**What is expected**
Every line of the data below that holds the string "exists" needs to be reported.

**Recorded data**
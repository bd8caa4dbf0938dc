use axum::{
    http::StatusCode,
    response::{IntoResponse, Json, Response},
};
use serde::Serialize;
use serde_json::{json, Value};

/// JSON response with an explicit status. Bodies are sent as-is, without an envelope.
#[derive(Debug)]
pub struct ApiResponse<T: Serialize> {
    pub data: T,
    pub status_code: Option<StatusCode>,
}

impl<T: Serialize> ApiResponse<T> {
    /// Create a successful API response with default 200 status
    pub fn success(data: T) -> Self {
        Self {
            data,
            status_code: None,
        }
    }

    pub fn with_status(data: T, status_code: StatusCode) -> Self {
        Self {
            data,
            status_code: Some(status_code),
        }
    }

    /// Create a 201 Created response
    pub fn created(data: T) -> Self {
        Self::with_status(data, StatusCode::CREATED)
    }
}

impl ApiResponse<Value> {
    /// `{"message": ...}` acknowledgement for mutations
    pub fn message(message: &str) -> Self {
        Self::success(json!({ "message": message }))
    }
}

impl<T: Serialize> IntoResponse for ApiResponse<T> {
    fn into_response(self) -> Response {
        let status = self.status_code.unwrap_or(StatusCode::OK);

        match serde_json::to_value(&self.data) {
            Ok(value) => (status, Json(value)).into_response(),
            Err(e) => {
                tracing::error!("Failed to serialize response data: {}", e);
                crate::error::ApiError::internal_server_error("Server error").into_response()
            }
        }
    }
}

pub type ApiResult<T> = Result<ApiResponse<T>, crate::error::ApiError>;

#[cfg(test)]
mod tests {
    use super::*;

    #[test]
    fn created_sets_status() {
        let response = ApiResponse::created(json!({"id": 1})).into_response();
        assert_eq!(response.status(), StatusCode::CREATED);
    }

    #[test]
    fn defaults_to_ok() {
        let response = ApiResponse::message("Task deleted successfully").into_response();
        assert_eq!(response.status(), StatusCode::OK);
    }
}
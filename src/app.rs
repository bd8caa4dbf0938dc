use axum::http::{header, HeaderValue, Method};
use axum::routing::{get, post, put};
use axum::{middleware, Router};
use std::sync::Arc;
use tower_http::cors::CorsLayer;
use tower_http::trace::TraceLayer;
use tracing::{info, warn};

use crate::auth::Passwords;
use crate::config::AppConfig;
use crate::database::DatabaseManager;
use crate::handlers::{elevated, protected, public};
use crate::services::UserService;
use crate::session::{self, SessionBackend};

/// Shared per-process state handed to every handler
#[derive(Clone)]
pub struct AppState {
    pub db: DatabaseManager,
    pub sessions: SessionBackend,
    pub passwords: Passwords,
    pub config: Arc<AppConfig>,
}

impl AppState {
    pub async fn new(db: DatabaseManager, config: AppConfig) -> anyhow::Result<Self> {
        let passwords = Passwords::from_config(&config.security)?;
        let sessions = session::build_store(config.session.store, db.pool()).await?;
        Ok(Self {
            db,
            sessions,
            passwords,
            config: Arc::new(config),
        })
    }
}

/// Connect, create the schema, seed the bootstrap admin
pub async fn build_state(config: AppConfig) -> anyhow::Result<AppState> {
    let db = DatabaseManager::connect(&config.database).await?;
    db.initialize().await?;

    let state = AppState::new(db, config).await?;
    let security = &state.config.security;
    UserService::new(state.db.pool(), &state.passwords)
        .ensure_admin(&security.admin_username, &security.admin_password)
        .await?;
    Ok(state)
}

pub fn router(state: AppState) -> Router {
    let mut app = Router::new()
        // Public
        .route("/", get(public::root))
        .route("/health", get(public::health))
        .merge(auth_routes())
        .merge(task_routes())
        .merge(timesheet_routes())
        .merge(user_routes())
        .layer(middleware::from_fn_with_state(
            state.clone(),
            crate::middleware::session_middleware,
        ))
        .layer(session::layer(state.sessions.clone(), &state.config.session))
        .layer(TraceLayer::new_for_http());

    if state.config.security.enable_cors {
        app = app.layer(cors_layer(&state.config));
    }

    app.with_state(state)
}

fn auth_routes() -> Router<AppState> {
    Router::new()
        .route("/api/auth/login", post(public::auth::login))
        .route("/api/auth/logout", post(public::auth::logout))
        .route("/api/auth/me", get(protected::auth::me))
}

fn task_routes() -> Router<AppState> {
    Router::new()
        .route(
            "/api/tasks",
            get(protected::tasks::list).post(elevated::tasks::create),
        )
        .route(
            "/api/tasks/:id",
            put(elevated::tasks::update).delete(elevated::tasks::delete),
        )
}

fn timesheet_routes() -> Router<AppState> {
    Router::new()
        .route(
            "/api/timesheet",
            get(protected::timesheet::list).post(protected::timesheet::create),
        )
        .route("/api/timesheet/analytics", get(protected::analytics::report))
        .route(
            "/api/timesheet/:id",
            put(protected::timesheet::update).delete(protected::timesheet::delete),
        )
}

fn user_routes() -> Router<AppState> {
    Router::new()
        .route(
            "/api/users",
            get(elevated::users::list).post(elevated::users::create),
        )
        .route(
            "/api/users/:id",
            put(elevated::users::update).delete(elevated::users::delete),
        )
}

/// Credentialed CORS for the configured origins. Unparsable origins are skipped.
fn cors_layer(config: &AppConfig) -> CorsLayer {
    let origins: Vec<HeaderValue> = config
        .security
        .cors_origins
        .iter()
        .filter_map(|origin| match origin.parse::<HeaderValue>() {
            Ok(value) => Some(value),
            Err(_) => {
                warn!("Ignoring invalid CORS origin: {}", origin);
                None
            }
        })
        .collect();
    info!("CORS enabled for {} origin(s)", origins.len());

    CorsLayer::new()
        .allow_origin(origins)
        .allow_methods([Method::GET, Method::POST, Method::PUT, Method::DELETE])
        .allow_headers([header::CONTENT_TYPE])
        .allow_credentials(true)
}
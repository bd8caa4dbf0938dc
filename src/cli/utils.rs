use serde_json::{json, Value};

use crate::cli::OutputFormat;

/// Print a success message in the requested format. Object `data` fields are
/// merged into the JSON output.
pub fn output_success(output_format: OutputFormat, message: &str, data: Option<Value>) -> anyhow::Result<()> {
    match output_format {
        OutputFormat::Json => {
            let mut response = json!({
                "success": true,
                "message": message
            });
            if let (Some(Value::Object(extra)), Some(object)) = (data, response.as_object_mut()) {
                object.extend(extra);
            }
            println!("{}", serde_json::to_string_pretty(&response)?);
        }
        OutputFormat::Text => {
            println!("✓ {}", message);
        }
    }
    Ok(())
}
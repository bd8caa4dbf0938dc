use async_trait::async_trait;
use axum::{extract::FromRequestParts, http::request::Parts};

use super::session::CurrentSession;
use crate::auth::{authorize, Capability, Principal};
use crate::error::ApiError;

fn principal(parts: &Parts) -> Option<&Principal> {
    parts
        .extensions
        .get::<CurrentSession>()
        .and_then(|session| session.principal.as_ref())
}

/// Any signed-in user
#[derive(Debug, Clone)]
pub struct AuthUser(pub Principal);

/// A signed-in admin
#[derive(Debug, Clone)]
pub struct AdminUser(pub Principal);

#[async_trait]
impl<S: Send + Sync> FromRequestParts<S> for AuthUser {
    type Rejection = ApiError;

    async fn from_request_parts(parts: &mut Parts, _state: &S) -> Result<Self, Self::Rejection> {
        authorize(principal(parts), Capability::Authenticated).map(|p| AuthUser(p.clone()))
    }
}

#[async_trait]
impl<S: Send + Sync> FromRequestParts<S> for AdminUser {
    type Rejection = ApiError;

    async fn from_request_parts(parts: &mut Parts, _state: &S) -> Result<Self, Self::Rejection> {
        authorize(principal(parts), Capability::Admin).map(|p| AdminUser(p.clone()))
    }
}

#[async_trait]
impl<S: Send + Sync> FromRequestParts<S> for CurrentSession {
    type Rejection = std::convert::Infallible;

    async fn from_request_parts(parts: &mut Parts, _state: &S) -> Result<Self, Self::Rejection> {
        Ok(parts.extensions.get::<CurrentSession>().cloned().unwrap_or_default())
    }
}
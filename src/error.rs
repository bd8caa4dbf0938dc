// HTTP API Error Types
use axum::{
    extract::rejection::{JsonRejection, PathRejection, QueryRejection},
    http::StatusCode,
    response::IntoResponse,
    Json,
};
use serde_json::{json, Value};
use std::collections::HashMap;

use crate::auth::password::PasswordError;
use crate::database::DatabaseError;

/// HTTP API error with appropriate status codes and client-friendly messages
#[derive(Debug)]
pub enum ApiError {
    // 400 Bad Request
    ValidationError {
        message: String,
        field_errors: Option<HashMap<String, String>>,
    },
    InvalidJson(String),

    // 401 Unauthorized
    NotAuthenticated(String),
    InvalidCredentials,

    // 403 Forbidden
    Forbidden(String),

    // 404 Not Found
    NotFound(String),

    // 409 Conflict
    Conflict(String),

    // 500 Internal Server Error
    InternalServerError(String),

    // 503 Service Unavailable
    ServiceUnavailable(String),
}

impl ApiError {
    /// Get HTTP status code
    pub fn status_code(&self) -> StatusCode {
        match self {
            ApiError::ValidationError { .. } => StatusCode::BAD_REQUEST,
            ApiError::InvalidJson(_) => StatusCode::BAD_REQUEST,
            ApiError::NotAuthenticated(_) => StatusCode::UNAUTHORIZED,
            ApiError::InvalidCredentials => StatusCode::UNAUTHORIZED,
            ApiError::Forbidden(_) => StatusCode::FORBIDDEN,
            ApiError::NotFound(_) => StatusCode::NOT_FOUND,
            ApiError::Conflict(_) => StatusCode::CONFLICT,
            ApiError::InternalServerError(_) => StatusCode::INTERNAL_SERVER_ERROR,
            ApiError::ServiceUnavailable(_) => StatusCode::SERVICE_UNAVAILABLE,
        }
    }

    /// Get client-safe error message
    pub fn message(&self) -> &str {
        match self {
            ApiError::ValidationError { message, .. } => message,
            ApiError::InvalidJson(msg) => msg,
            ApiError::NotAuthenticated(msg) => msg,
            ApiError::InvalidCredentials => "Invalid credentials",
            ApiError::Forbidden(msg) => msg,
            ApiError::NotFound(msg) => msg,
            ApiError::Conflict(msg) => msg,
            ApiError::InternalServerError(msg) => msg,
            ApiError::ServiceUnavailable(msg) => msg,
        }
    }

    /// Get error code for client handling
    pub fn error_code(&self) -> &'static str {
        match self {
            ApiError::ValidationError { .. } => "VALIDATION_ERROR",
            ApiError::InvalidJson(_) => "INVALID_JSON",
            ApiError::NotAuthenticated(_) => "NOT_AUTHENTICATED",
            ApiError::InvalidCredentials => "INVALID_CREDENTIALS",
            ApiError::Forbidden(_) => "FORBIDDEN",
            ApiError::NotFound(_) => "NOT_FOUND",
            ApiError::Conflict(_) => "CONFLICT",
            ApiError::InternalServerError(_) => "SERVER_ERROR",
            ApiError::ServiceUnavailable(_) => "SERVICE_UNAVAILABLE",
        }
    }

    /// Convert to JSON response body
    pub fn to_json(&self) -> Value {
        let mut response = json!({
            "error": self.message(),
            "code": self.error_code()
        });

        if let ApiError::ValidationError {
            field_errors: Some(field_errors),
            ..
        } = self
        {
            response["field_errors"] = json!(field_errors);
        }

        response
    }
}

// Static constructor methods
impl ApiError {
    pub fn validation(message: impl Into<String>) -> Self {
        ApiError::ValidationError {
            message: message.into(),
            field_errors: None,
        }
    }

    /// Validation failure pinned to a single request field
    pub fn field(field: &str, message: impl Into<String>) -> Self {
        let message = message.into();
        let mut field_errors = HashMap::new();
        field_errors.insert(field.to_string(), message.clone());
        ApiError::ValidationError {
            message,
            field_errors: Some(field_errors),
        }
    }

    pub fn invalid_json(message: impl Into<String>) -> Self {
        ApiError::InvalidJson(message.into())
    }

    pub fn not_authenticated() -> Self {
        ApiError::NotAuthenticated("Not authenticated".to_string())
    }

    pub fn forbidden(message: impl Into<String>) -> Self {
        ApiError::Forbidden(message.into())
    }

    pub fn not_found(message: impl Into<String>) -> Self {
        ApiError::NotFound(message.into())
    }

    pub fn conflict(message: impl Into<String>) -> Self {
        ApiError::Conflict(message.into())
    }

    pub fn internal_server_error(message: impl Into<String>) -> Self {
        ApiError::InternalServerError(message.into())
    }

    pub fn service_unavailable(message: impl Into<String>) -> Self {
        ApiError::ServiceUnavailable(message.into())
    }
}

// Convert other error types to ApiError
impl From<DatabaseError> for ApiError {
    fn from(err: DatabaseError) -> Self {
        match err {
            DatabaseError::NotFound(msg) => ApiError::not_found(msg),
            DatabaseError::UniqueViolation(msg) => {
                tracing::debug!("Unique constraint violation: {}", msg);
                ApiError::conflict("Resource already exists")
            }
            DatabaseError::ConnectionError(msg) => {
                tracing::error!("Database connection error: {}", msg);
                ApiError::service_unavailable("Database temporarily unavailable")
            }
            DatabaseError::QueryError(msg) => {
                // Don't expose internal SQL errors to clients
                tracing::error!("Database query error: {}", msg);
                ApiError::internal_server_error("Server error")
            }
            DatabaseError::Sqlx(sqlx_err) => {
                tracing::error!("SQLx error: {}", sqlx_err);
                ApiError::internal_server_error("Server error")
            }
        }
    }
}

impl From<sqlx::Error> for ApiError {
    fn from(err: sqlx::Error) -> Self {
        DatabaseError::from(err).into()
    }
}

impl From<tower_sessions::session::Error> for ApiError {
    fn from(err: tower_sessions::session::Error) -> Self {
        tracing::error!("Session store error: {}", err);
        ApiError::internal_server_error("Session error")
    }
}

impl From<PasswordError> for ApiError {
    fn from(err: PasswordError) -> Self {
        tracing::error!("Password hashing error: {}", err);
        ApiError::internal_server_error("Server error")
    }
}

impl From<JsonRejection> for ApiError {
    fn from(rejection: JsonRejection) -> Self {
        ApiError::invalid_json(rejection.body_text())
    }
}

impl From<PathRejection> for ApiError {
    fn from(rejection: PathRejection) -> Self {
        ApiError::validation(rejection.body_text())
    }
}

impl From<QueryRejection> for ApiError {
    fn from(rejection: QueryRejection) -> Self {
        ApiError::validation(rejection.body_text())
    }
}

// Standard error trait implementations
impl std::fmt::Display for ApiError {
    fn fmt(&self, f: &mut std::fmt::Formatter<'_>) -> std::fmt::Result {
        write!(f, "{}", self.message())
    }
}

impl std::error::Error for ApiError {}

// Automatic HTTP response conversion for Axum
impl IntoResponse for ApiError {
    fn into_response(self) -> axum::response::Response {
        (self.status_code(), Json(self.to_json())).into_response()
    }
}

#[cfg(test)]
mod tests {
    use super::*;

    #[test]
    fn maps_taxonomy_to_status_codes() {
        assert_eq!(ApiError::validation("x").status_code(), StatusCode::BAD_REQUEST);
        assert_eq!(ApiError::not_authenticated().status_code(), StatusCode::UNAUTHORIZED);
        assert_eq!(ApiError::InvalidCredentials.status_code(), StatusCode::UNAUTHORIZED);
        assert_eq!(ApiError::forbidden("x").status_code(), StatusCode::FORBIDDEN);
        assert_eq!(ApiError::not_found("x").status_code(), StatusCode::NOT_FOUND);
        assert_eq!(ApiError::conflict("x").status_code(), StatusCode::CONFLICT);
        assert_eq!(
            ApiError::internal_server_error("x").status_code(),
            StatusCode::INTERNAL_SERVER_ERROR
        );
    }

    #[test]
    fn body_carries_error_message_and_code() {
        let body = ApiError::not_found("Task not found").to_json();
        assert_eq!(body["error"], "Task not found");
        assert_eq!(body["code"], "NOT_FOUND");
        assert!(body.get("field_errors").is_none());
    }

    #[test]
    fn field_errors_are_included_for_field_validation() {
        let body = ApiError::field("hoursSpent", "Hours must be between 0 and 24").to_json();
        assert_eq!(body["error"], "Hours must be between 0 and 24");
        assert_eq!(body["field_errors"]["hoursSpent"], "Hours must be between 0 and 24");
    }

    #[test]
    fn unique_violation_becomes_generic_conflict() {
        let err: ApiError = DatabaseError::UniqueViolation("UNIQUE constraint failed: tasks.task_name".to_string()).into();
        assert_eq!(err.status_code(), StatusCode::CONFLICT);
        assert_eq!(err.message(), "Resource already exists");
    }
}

**Your response**
                ApiError::conflict("Resource already exists")
        assert_eq!(err.message(), "Resource already exists");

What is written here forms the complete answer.